Post-Stroke Incontinence Linked to Higher Mortality Risk
Urinary dysfunction may reflect serious brain damage
TUESDAY, Dec. 19 (HealthDay News) -- Stroke patients who develop urinary incontinence symptoms due to impaired awareness are at much greater risk of mortality or the need for nursing home care than patients who do not develop incontinence, researchers report in the December issue of the Journal of the American Geriatrics Society.
Renate Pettersen, M.D., of the Ullevaal University Hospital in Oslo, Norway, and an associate conducted a prospective observational study to assess micturition dysfunction in first-time acute and recurrent stroke patients. Pre-morbid daily living activities, comorbidity, previous and existing urinary problems, stroke syndromes, post-stroke mobility and cognition were evaluated.
Of the 315 patients studied, 147 (46 percent) had pre-existing urinary dysfunction and 78 patients developed new symptoms. Those who developed urinary incontinence due to impaired awareness, rather than urgency/frequency, were at greater risk of mortality and nursing home care at three months (odds ratio, 27.5). Patients with poor mobility and partial or total anterior circulation stroke type were also at greater risk than other patients.

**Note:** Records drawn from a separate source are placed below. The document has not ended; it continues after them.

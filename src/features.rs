// File: src/features.rs
//! Sparse, named features of a parsed word.
//!
//! Keys without a `:` are numeric features; keys containing `:` are
//! categorical indicators (`namespace:value`). The learner scales the two
//! partitions differently, so the separator is part of the contract.

use crate::core::types::{Letter, ParsedWord};
use serde::{Deserialize, Serialize};
use std::collections::BTreeMap;

/// Separates a categorical key's namespace from its value.
pub const CATEGORY_SEPARATOR: char = ':';

/// N-gram counts saturate here: present, or present more than once.
const NGRAM_CAP: f64 = 2.0;

const RHYTHM_BREAK: &str = "-";
const RHYTHM_CONTINUE: &str = "+";

/// Feature name -> value.
#[derive(Debug, Clone, Default, PartialEq, Serialize, Deserialize)]
pub struct FeatureVector {
    values: BTreeMap<String, f64>,
}

impl FeatureVector {
    pub fn get(&self, key: &str) -> Option<f64> {
        self.values.get(key).copied()
    }

    pub fn len(&self) -> usize {
        self.values.len()
    }

    pub fn is_empty(&self) -> bool {
        self.values.is_empty()
    }

    pub fn iter(&self) -> impl Iterator<Item = (&str, f64)> + '_ {
        self.values.iter().map(|(k, &v)| (k.as_str(), v))
    }

    pub fn numeric(&self) -> impl Iterator<Item = (&str, f64)> + '_ {
        self.iter().filter(|(k, _)| !is_categorical(k))
    }

    pub fn categorical(&self) -> impl Iterator<Item = (&str, f64)> + '_ {
        self.iter().filter(|(k, _)| is_categorical(k))
    }

    fn set(&mut self, key: impl Into<String>, value: f64) {
        self.values.insert(key.into(), value);
    }

    fn indicate(&mut self, namespace: &str, value: &str) {
        self.set(format!("{namespace}{CATEGORY_SEPARATOR}{value}"), 1.0);
    }

    /// Counts every adjacent pair of `symbols` under `namespace`, capped at [`NGRAM_CAP`].
    fn add_bigrams<S: AsRef<str>>(&mut self, namespace: &str, symbols: &[S]) {
        for pair in symbols.windows(2) {
            let key = format!(
                "{namespace}{CATEGORY_SEPARATOR}{}_{}",
                pair[0].as_ref(),
                pair[1].as_ref()
            );
            let count = self.values.entry(key).or_insert(0.0);
            *count = (*count + 1.0).min(NGRAM_CAP);
        }
    }
}

pub fn is_categorical(key: &str) -> bool {
    key.contains(CATEGORY_SEPARATOR)
}

fn rhythm_symbol(position: usize, letter: &Letter) -> &'static str {
    if position > 0 && letter.soft {
        RHYTHM_BREAK
    } else {
        RHYTHM_CONTINUE
    }
}

/// special / palatalized / labialized / plain
fn semivowel_class(letter: &Letter) -> &'static str {
    if letter.is_special() {
        "s"
    } else if letter.palatalized {
        "y"
    } else if letter.labialized {
        "w"
    } else {
        "n"
    }
}

fn vowel_class(letter: &Letter) -> String {
    let vowel = letter.vowel.map(|v| v.latin()).unwrap_or("");
    if letter.is_special() {
        RHYTHM_BREAK.to_string()
    } else if letter.palatalized {
        format!("y{vowel}")
    } else if letter.labialized {
        format!("w{vowel}")
    } else {
        vowel.to_string()
    }
}

pub fn extract(word: &ParsedWord) -> FeatureVector {
    let letters = word.letters();
    let length = letters.len() as f64;

    let rhythm: Vec<&str> = letters.iter().enumerate().map(|(i, l)| rhythm_symbol(i, l)).collect();
    let consonants: Vec<&str> = letters.iter().filter_map(|l| l.consonant).collect();
    let consonant_classes: Vec<&str> = letters.iter().filter_map(|l| l.consonant_class).collect();
    let vowels: Vec<&str> = letters.iter().filter_map(|l| l.vowel.map(|v| v.latin())).collect();
    let char_lengths: Vec<String> = letters.iter().map(|l| l.char_len().to_string()).collect();
    let semivowel_classes: Vec<&str> = letters.iter().map(semivowel_class).collect();
    let vowel_classes: Vec<String> = letters.iter().map(vowel_class).collect();
    let surfaces: Vec<&str> = letters.iter().map(|l| l.surface).collect();

    let soft_count = rhythm.iter().filter(|&&r| r == RHYTHM_BREAK).count() as f64;
    let special_count = letters.iter().filter(|l| l.is_special()).count() as f64;
    let count = |f: fn(&Letter) -> bool| letters.iter().filter(|l| f(l)).count() as f64;

    let mut features = FeatureVector::default();
    features.set("length", length);
    features.set("soft_ratio", soft_count / length);
    features.set("special_ratio", special_count / length);
    features.set("palatalized_count", count(|l| l.palatalized));
    features.set("labialized_count", count(|l| l.labialized));
    features.set("multi_char_count", count(|l| l.char_len() > 1));
    features.set("char_length", letters.iter().map(Letter::char_len).sum::<usize>() as f64);

    let head = rhythm.iter().take(2).copied().collect::<String>();
    let tail = rhythm[rhythm.len().saturating_sub(2)..].concat();
    features.indicate("rhythm_head", &head);
    features.indicate("rhythm_tail", &tail);

    let (first, last) = (word.first(), word.last());
    features.indicate("head", first.surface);
    features.indicate("tail", last.surface);
    features.indicate("consonant_head", first.consonant.unwrap_or("none"));
    features.indicate("consonant_tail", last.consonant.unwrap_or("none"));
    features.indicate("vowel_head", first.vowel.map_or("none", |v| v.latin()));
    features.indicate("vowel_tail", last.vowel.map_or("none", |v| v.latin()));

    features.add_bigrams("consonant_bigram", &consonants);
    features.add_bigrams("consonant_class_bigram", &consonant_classes);
    features.add_bigrams("vowel_bigram", &vowels);
    features.add_bigrams("char_length_bigram", &char_lengths);
    features.add_bigrams("semivowel_bigram", &semivowel_classes);
    features.add_bigrams("vowel_class_bigram", &vowel_classes);
    features.add_bigrams("letter_bigram", &surfaces);
    features.add_bigrams("rhythm_bigram", &rhythm);

    features
}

"New-onset post-stroke urinary incontinence with impaired awareness of bladder needs is a strong and independent risk factor for poor outcome at three months. This probably reflects more serious brain damage, affecting sustained attention and information processing. Valid clinical tools to detect such dysfunction in stroke victims are needed. Clinical classification of post-stroke urinary incontinence is likely to improve management," they conclude.